◆ Task to carry out: Scan the records below and say how many lines include the word "reposters", giving no other text.

◆ Working data:
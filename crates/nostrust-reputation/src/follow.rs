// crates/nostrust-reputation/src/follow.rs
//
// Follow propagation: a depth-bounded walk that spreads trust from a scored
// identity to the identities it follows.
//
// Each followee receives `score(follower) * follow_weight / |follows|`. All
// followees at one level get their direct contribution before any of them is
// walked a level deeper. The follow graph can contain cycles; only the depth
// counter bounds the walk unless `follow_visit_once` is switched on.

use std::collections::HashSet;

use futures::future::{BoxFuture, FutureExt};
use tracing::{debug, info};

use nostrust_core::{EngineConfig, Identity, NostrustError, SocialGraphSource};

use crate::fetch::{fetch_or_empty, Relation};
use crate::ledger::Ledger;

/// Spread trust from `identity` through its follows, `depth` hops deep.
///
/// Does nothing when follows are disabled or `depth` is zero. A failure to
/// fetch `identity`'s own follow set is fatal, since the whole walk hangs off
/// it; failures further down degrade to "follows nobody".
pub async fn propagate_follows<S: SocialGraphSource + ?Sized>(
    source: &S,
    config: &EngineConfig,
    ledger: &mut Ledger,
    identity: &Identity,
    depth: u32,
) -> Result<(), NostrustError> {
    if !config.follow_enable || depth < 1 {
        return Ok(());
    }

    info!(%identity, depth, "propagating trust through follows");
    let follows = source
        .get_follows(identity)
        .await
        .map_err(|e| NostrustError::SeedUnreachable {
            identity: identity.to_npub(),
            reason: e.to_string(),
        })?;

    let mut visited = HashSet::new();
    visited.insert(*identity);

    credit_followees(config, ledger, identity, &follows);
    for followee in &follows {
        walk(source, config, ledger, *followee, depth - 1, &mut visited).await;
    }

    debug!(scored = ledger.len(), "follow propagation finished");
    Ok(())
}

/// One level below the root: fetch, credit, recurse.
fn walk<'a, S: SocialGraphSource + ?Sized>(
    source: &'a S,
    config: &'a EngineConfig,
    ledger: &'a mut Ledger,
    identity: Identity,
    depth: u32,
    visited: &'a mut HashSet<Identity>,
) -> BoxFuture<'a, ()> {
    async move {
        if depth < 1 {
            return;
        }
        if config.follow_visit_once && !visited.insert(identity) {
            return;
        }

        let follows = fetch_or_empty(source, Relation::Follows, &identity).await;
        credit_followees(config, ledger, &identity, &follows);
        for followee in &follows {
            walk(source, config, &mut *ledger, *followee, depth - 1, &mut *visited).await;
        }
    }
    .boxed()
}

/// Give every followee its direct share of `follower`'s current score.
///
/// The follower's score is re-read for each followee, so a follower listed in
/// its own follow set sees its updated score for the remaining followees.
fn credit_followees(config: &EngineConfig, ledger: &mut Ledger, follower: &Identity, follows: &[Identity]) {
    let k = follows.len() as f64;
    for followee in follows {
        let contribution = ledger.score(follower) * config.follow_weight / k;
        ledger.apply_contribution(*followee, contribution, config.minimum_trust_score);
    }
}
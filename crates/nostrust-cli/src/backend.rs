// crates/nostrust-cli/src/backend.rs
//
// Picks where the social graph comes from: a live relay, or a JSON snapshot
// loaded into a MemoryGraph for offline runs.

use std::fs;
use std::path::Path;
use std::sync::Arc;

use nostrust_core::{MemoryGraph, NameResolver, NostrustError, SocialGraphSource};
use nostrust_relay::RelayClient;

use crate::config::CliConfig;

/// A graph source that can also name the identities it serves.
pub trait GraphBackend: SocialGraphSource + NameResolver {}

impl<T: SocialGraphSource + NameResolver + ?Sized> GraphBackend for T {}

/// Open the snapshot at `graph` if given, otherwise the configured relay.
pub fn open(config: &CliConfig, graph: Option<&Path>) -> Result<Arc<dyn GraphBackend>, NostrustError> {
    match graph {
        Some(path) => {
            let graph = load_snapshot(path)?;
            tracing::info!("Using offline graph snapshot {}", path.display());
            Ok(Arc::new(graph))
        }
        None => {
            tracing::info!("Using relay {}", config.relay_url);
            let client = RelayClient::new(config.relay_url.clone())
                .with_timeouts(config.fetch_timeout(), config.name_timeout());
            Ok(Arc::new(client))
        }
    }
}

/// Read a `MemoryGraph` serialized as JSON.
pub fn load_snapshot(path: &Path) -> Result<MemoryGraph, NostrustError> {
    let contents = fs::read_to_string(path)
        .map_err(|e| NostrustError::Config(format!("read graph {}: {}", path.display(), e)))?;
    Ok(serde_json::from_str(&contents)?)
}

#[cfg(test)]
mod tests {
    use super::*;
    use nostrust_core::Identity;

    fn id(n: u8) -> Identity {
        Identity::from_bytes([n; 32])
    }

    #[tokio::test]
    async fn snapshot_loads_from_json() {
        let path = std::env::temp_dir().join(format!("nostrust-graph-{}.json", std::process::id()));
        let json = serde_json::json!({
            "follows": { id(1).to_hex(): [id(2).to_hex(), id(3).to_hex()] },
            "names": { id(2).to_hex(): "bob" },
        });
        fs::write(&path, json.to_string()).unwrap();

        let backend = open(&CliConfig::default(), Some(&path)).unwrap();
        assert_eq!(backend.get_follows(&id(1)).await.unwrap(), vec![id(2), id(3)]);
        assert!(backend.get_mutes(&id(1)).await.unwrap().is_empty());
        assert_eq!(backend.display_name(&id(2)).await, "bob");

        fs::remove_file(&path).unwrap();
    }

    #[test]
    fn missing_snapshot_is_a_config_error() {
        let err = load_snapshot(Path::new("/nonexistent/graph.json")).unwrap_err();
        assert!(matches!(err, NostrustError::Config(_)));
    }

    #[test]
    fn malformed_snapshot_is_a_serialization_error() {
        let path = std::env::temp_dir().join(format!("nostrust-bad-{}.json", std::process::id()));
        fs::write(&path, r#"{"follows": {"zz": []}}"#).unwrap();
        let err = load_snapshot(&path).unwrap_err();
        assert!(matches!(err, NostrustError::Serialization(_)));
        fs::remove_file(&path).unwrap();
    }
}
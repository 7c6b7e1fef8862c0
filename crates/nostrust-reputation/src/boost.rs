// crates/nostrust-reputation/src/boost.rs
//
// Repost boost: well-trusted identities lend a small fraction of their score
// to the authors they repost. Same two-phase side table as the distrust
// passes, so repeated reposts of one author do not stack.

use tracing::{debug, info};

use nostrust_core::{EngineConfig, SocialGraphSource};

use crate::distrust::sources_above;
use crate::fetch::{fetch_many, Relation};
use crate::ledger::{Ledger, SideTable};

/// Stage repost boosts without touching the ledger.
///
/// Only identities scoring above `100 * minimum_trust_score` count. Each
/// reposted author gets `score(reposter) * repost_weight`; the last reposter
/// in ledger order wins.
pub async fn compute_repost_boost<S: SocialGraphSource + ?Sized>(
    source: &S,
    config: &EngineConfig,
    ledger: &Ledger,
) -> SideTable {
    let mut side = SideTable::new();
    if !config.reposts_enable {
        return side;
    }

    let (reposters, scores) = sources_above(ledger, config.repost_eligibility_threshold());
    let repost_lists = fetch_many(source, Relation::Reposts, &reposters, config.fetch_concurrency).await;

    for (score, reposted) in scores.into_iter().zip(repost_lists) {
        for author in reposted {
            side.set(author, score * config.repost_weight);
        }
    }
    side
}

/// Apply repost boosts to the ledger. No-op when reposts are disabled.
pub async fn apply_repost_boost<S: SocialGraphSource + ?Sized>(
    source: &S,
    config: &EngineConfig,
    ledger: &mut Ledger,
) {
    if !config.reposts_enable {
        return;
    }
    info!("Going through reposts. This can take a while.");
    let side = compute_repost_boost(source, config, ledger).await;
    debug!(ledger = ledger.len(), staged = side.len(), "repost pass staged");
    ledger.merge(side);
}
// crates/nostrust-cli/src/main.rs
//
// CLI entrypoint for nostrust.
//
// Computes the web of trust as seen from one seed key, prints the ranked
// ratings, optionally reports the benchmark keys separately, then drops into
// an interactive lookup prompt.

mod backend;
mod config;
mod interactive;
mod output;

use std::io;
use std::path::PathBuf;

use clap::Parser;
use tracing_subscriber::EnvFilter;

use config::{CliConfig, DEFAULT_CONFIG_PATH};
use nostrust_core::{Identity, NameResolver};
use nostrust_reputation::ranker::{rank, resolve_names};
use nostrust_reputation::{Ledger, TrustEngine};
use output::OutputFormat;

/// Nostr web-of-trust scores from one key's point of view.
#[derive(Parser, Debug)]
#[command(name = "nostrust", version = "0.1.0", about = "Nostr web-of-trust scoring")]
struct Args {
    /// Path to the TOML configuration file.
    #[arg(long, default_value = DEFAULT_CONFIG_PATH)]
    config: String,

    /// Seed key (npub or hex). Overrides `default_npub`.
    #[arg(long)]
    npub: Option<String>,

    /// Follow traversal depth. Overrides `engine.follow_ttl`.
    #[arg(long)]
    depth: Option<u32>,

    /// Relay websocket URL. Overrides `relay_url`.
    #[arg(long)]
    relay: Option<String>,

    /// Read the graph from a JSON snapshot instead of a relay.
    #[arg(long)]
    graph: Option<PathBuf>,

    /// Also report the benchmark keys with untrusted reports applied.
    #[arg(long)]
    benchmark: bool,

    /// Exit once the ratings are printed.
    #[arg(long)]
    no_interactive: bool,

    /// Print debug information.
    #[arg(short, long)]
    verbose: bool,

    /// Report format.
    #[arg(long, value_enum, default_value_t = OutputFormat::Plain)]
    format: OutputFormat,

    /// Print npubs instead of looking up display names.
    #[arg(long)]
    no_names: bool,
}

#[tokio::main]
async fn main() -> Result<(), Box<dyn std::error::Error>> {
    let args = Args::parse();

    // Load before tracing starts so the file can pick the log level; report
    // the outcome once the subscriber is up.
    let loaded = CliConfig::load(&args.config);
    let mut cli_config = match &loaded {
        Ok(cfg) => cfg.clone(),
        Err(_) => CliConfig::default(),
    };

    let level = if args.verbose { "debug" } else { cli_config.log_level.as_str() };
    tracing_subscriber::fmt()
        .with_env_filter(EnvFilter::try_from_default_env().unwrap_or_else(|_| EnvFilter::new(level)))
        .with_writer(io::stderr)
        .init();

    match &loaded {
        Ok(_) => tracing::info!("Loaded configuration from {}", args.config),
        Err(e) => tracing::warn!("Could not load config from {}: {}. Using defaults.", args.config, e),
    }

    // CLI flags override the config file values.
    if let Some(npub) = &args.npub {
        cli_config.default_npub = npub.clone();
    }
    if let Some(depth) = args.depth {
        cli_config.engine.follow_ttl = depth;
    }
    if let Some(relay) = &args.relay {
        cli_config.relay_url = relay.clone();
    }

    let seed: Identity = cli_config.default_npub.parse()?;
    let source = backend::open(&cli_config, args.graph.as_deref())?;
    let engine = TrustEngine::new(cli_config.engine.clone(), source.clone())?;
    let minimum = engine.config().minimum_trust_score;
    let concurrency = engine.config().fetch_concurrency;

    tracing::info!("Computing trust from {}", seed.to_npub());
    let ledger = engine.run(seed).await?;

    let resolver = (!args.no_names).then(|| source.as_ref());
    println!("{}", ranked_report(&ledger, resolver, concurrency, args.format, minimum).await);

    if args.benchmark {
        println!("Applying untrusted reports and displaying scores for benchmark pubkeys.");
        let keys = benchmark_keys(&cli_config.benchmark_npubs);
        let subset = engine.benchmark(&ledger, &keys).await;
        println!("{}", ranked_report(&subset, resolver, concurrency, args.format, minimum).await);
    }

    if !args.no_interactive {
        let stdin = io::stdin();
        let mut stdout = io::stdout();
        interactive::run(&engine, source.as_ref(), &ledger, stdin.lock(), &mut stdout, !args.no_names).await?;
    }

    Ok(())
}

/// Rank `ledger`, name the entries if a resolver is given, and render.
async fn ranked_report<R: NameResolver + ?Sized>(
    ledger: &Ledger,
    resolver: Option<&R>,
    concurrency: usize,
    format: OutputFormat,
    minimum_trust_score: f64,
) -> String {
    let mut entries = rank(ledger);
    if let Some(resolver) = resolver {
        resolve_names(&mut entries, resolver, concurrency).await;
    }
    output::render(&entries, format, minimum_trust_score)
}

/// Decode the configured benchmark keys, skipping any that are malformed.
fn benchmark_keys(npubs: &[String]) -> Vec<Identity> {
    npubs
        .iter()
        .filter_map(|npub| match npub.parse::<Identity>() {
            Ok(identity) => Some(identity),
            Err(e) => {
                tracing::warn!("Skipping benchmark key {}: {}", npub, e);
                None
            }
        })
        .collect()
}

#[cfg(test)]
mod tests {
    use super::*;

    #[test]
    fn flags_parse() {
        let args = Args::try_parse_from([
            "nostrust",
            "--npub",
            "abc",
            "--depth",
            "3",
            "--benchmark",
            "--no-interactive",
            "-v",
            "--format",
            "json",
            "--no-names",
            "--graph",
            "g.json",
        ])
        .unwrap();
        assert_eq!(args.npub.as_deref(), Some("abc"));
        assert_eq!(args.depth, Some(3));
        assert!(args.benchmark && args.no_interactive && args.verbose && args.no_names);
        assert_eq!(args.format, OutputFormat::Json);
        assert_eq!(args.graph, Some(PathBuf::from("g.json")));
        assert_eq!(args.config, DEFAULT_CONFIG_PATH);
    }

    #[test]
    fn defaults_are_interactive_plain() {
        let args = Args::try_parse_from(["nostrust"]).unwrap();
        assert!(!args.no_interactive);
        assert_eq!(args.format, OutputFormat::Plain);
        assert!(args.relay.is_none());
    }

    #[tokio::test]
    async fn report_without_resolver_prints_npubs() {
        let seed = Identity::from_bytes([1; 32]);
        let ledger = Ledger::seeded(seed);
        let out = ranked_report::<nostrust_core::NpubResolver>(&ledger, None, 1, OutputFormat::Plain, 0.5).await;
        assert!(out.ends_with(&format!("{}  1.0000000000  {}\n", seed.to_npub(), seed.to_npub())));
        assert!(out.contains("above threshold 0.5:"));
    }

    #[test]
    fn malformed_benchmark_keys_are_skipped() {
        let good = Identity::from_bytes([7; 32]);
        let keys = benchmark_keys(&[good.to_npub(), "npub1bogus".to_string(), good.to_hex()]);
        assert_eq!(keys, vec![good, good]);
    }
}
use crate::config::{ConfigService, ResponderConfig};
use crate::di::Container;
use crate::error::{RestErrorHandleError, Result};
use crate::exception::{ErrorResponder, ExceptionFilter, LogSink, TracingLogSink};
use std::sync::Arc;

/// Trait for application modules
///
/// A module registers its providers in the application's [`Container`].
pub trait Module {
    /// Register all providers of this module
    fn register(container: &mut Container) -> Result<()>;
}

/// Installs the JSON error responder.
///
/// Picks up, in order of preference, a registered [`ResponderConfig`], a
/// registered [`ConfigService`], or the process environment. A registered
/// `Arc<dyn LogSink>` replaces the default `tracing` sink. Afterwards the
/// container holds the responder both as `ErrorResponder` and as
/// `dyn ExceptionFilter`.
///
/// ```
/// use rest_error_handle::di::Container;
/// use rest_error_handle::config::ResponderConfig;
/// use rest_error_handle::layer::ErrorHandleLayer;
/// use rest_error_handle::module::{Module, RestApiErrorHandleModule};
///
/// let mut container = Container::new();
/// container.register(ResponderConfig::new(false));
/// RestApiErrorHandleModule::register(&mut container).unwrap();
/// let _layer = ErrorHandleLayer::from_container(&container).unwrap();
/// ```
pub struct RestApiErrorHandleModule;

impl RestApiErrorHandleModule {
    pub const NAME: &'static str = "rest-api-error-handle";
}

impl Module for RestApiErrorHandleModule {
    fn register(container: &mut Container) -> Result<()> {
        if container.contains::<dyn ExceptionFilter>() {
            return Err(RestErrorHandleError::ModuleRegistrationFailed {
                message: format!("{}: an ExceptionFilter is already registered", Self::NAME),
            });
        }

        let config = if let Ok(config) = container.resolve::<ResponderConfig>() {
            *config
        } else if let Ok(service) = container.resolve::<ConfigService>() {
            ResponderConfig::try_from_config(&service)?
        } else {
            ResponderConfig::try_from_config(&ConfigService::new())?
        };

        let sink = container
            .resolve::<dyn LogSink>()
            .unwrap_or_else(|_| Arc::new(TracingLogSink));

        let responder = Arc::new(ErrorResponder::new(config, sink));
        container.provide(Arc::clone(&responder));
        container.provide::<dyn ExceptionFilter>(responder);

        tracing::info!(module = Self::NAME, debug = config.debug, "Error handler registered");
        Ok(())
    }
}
* * *
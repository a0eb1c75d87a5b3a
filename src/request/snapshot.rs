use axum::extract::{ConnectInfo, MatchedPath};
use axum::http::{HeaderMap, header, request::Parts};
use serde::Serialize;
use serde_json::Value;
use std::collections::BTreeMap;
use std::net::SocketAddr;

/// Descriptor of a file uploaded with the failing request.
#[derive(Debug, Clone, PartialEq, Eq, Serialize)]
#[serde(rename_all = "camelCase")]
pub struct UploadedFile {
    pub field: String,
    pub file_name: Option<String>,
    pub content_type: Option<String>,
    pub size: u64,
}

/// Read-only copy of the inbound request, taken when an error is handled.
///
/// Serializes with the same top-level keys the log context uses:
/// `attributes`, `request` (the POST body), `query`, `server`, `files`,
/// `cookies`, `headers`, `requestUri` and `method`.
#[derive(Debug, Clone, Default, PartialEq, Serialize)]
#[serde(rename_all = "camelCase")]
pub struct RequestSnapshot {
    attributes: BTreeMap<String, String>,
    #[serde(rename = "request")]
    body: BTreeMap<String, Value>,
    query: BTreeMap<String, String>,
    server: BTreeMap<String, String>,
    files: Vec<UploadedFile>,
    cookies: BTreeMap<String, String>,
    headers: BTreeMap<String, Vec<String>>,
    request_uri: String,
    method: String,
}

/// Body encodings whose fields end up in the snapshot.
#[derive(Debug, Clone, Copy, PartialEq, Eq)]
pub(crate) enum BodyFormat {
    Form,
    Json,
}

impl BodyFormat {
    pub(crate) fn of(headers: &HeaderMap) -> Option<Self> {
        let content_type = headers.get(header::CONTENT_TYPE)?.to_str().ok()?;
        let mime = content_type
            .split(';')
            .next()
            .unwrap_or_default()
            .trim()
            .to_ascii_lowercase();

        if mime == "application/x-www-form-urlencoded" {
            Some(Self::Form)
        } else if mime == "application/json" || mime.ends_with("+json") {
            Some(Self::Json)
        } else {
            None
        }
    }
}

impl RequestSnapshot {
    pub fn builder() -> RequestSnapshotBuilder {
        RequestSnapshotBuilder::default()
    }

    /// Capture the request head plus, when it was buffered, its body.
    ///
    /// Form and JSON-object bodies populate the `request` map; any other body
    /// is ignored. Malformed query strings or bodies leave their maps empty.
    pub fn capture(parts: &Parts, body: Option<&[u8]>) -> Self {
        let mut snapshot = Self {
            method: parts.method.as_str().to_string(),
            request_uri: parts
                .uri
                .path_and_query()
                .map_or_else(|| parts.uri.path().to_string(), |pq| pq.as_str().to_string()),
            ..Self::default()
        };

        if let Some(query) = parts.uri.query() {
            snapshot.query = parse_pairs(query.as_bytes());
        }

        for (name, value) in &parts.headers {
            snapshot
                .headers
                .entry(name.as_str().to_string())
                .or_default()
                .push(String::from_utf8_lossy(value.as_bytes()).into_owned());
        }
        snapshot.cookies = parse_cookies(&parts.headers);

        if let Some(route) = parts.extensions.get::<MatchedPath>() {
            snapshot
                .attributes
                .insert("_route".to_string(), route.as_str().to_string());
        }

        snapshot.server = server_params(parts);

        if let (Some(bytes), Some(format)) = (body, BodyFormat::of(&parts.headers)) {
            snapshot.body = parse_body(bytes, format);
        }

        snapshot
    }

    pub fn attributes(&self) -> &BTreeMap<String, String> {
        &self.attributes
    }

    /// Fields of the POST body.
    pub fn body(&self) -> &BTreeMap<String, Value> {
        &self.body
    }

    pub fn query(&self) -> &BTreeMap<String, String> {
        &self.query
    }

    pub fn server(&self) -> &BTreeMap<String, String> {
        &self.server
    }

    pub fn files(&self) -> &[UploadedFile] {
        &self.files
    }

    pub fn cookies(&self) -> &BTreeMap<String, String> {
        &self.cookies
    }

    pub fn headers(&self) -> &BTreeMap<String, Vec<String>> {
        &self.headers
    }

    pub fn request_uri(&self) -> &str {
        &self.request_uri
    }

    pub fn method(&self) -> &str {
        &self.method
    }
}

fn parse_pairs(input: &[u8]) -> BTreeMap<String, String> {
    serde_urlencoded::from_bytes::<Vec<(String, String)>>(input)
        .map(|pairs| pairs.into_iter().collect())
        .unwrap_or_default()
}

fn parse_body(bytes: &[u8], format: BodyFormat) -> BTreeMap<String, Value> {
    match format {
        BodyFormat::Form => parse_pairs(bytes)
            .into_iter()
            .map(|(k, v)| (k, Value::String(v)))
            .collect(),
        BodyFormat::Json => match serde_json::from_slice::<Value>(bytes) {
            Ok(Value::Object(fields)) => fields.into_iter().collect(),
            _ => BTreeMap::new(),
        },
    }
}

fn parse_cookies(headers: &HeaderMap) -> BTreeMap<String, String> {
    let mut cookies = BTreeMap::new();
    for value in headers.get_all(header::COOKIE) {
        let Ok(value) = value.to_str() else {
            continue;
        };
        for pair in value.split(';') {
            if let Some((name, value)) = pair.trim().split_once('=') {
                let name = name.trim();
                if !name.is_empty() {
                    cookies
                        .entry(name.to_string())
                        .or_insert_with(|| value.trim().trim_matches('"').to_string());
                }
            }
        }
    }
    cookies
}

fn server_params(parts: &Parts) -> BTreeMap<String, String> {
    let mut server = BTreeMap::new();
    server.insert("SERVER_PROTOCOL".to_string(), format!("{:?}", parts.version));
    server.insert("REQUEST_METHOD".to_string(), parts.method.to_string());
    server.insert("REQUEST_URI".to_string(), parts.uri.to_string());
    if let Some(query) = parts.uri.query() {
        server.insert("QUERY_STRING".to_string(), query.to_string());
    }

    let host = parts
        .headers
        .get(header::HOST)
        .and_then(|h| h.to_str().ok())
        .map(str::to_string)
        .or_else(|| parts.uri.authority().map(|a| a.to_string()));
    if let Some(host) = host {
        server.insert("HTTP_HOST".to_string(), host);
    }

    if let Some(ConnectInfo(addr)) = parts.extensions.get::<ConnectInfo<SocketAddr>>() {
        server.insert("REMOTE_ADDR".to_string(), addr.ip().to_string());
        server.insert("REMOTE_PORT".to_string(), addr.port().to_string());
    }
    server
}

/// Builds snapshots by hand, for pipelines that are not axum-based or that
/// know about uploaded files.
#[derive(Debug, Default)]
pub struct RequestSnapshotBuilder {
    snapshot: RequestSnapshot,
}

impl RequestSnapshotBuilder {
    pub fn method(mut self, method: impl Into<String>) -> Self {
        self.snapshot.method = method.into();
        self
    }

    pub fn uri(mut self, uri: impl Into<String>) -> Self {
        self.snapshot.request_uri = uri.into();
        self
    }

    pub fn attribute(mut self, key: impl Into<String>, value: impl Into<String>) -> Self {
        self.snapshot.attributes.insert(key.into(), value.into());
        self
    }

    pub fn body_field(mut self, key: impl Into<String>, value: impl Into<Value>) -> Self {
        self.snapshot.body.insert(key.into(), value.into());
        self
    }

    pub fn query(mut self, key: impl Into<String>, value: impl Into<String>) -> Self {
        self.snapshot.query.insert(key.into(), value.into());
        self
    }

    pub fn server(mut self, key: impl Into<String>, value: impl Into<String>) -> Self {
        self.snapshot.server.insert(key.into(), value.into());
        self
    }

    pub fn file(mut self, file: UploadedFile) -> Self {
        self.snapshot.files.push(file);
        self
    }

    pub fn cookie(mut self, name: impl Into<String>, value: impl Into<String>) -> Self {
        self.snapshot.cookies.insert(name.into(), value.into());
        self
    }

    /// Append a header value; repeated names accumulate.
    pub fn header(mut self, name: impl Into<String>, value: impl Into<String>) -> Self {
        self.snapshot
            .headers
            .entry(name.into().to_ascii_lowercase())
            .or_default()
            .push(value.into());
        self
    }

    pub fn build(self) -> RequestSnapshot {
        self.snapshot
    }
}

◆ Task solution: 2